Imagine an energy system that is built predominantly on community-scale renewables, and, where large-scale renewables make sense – solar farms or offshore wind, for example – the schemes are collectively owned. In such a system, there is no fuel poverty and people have a say where our financial wealth is invested. Instead of being paid out to faceless shareholders our wealth is reinvested into an energy commons and social ends. The divestment movement could play a crucial part in building this alternative vision.
In a just few decades, Denmark and Germany have gone from oil dependency to becoming world leaders in wind and solar energy respectively. The transformation is being driven by community-based initiatives underpinned by decentralised, co-operative, and municipal ownership. Similarly, public-public partnerships (public bodies working together) in water provision in parts of Asia, Africa, and Latin America have engaged and empowered communities, and revolutionised water provision. The divestment movement could pave the way for social change if it learns from these examples.
Currently, in the UK, community-run energy systems consist mainly of solar and hydro projects but are too small-scale to be serious contenders as reinvestment options. Fortunately, work is being done to overcome this challenge.
Offshore wind overcomes many of the scale issues and presents an invaluable opportunity for creating an energy commons. In June 2014, the UK Green Investment Bank (GIB) established a £1 billion investment fund for offshore wind and announced it is seeking ‘a suitable group of strategic, long-term co-investors’. Current co-investors include the likes of Statkraft and Statoil, indicating that the UK’s enormous offshore wind resources are very much under corporate control.
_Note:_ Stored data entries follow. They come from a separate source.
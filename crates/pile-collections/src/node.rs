//! A single list element stored in a pile.

use std::fmt;
use std::marker::PhantomData;
use std::sync::Arc;

use pile_store::{Handle, Pile, PileError};
use serde::de::DeserializeOwned;
use serde::Serialize;

use crate::error::{ListError, ListResult};
use crate::list::PileList;
use crate::record::{self, Link, NodeRecord};

/// Handle to one node of a [`PileList`].
///
/// A `PileNode` holds no node data itself, only the pile and the node's own
/// handle. Every accessor reads the current record from the pile, so a node
/// obtained before a list mutation still reports the links as they are now.
///
/// Values come back as copies: changing what [`value`](Self::value)
/// returned does nothing until it is written with
/// [`set_value`](Self::set_value).
///
/// Links are only changed by [`PileList`] operations.
pub struct PileNode<T> {
    pile: Arc<dyn Pile>,
    handle: Handle,
    _marker: PhantomData<fn() -> T>,
}

impl<T> PileNode<T> {
    pub(crate) fn from_parts(pile: Arc<dyn Pile>, handle: Handle) -> Self {
        Self {
            pile,
            handle,
            _marker: PhantomData,
        }
    }

    /// The handle of this node's record.
    pub fn handle(&self) -> Handle {
        self.handle
    }

    pub(crate) fn record(&self) -> ListResult<NodeRecord> {
        record::load_node(self.pile.as_ref(), self.handle)
    }
}

impl<T: Serialize + DeserializeOwned> PileNode<T> {
    /// Persist `value` as a new, detached node.
    pub fn new(pile: Arc<dyn Pile>, value: &T) -> ListResult<Self> {
        Self::create(pile, Handle::INVALID, Handle::INVALID, Handle::INVALID, value)
    }

    /// Persist `value` as a new, detached node in the application's
    /// current pile.
    pub fn new_default(value: &T) -> ListResult<Self> {
        Self::new(pile_app::current_pile()?, value)
    }

    /// Persist `value` as a node owned by `owner` with the given neighbors.
    ///
    /// Neighbors are not updated; splicing is up to the list. If the node
    /// record cannot be written, the payload is released again.
    pub(crate) fn create(
        pile: Arc<dyn Pile>,
        owner: Handle,
        prev: Handle,
        next: Handle,
        value: &T,
    ) -> ListResult<Self> {
        let value = record::create_value(pile.as_ref(), value)?;
        let created = record::create_node(
            pile.as_ref(),
            NodeRecord {
                this: Handle::INVALID,
                prev,
                next,
                owner,
                value,
            },
        );
        match created {
            Ok(rec) => Ok(Self::from_parts(pile, rec.this)),
            Err(e) => {
                pile.remove(value)?;
                Err(e)
            }
        }
    }

    /// Attach to the node record at `handle`.
    ///
    /// Fails with [`PileError::InvalidHandle`] if the
    /// record is gone, or `UnexpectedRecord` if it is not a node.
    pub fn load(pile: Arc<dyn Pile>, handle: Handle) -> ListResult<Self> {
        record::load_node(pile.as_ref(), handle)?;
        Ok(Self::from_parts(pile, handle))
    }

    /// A copy of the node's value.
    pub fn value(&self) -> ListResult<T> {
        let rec = self.record()?;
        record::load_value(self.pile.as_ref(), &rec)
    }

    /// Overwrite the node's value.
    pub fn set_value(&self, value: &T) -> ListResult<()> {
        let mut rec = self.record()?;
        if rec.value.is_valid() {
            return match record::store_value(self.pile.as_ref(), rec.value, value) {
                Ok(()) => Ok(()),
                Err(ListError::Pile(PileError::InvalidHandle(_))) => Err(ListError::BrokenLink {
                    node: rec.this,
                    link: Link::Value,
                    target: rec.value,
                }),
                Err(e) => Err(e),
            };
        }
        rec.value = record::create_value(self.pile.as_ref(), value)?;
        record::store_node(self.pile.as_ref(), &rec)
    }

    /// The list this node belongs to, or `None` if detached.
    pub fn list(&self) -> ListResult<Option<PileList<T>>> {
        let rec = self.record()?;
        if rec.owner.is_invalid() {
            return Ok(None);
        }
        match record::load_list(self.pile.as_ref(), rec.owner) {
            Ok(_) => Ok(Some(PileList::from_parts(Arc::clone(&self.pile), rec.owner))),
            Err(ListError::Pile(PileError::InvalidHandle(_))) => {
                Err(ListError::BrokenLink {
                    node: rec.this,
                    link: Link::Owner,
                    target: rec.owner,
                })
            }
            Err(e) => Err(e),
        }
    }

    /// The following node, or `None` at the tail.
    pub fn next(&self) -> ListResult<Option<PileNode<T>>> {
        let rec = self.record()?;
        self.neighbor(&rec, Link::Next, rec.next)
    }

    /// The preceding node, or `None` at the head.
    pub fn previous(&self) -> ListResult<Option<PileNode<T>>> {
        let rec = self.record()?;
        self.neighbor(&rec, Link::Previous, rec.prev)
    }

    /// Returns `true` if the node belongs to no list.
    pub fn is_detached(&self) -> ListResult<bool> {
        Ok(!self.record()?.is_attached())
    }

    /// Release a detached node's record and value.
    ///
    /// Fails with [`ListError::StillLinked`] while the node belongs to a
    /// list; detach it through the list first.
    pub fn erase(self) -> ListResult<()> {
        let rec = self.record()?;
        if rec.is_attached() {
            return Err(ListError::StillLinked(rec.this));
        }
        record::release_node(self.pile.as_ref(), &rec)
    }

    fn neighbor(
        &self,
        rec: &NodeRecord,
        link: Link,
        target: Handle,
    ) -> ListResult<Option<PileNode<T>>> {
        let found = record::follow(self.pile.as_ref(), rec.this, link, target)?;
        Ok(found.map(|n| PileNode::from_parts(Arc::clone(&self.pile), n.this)))
    }
}

impl<T> Clone for PileNode<T> {
    fn clone(&self) -> Self {
        Self::from_parts(Arc::clone(&self.pile), self.handle)
    }
}

impl<T> fmt::Debug for PileNode<T> {
    fn fmt(&self, f: &mut fmt::Formatter<'_>) -> fmt::Result {
        f.debug_struct("PileNode")
            .field("handle", &self.handle)
            .finish()
    }
}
But what if civic institutions – local authorities, universities, faith and health communities – used their investor power to safeguard these resources as an energy commons? For example, UK local authorities’ £180 billion pension fund is ripe for divestment and could be a viable co-investor alongside community organisations.
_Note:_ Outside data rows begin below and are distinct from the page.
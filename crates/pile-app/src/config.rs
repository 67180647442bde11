use std::path::Path;

use pile_store::PileConfig;
use serde::{Deserialize, Serialize};

use crate::error::{AppError, AppResult};

/// How aggressively the application trades speed for memory.
#[derive(Clone, Copy, Debug, Default, PartialEq, Eq, Hash, Serialize, Deserialize)]
#[serde(rename_all = "snake_case")]
pub enum MemoryModel {
    /// Large segments, slot reuse.
    #[default]
    Regular,
    /// Medium segments, slot reuse.
    Compact,
    /// Small segments for constrained hosts.
    Tiny,
}

impl MemoryModel {
    /// The pile configuration this model implies when none is given.
    pub fn pile_config(&self) -> PileConfig {
        let segment_size = match self {
            Self::Regular => 256 * 1024 * 1024,
            Self::Compact => 64 * 1024 * 1024,
            Self::Tiny => 16 * 1024 * 1024,
        };
        PileConfig::with_segment_size(segment_size)
    }
}

impl std::fmt::Display for MemoryModel {
    fn fmt(&self, f: &mut std::fmt::Formatter<'_>) -> std::fmt::Result {
        match self {
            Self::Regular => write!(f, "regular"),
            Self::Compact => write!(f, "compact"),
            Self::Tiny => write!(f, "tiny"),
        }
    }
}

/// Application configuration, usually loaded from a TOML file.
///
/// ```toml
/// name = "inventory"
/// memory_model = "compact"
///
/// [pile]
/// allocation_mode = "favor_speed"
/// ```
///
/// Missing keys take their defaults. Without a `[pile]` table the pile
/// configuration follows the memory model.
#[derive(Clone, Debug, PartialEq, Eq, Serialize, Deserialize)]
#[serde(default)]
pub struct AppConfig {
    /// Application name, used in logs.
    pub name: String,
    /// Memory utilization model.
    pub memory_model: MemoryModel,
    /// Explicit pile configuration overriding the memory model's.
    pub pile: Option<PileConfig>,
}

impl Default for AppConfig {
    fn default() -> Self {
        Self {
            name: "pile".into(),
            memory_model: MemoryModel::default(),
            pile: None,
        }
    }
}

impl AppConfig {
    /// Parse a configuration from TOML text.
    pub fn from_toml_str(text: &str) -> AppResult<Self> {
        toml::from_str(text).map_err(|e| AppError::Config(e.to_string()))
    }

    /// Read and parse a TOML configuration file.
    pub fn load(path: impl AsRef<Path>) -> AppResult<Self> {
        let text = std::fs::read_to_string(path)?;
        Self::from_toml_str(&text)
    }

    /// Render this configuration as TOML.
    pub fn to_toml_string(&self) -> AppResult<String> {
        toml::to_string_pretty(self).map_err(|e| AppError::Config(e.to_string()))
    }

    /// The effective pile configuration.
    pub fn pile_config(&self) -> PileConfig {
        self.pile
            .clone()
            .unwrap_or_else(|| self.memory_model.pile_config())
    }
}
Mika Minio-Paluello of the campaign group Platform suggests that ‘a National Offshore Wind Fund could recycle profits to locally-controlled energy projects and pension funds invested in the offshore wind supply chain, especially into public-public partnerships and worker-run companies. Local authorities could thus use their wealth to shape who controls energy resources in Britain, moving away from multinationals towards energy democracy.’
At the Wellcome Trust divestment action in April 2015, Danielle Paffard from 350.org described divestment as the quickest-growing climate movement in the world. Media attention is greater than ever.
The movement is clearly at a crucial stage in developing a radical response to climate change. It needs to find common-sense ways to articulate the principles of democratic reinvestment and reparations, and enable diverse voices to participate in the framing of these principles. We shouldn’t just address private funds and investors but instead put forward the case to local authorities, universities, health and faith communities, persuading them that it is their duty as civic institutions to not just divest but to reinvest in and build our commons in energy and beyond. By doing this the movement will challenge not just the power of the fossil fuels companies but the structures of capitalism. Discrediting the fossil fuels industry is simply the first step, not the end goal.
Jo Ram is a member of Red Pepper’s editorial collective and co-founded Community Reinvest.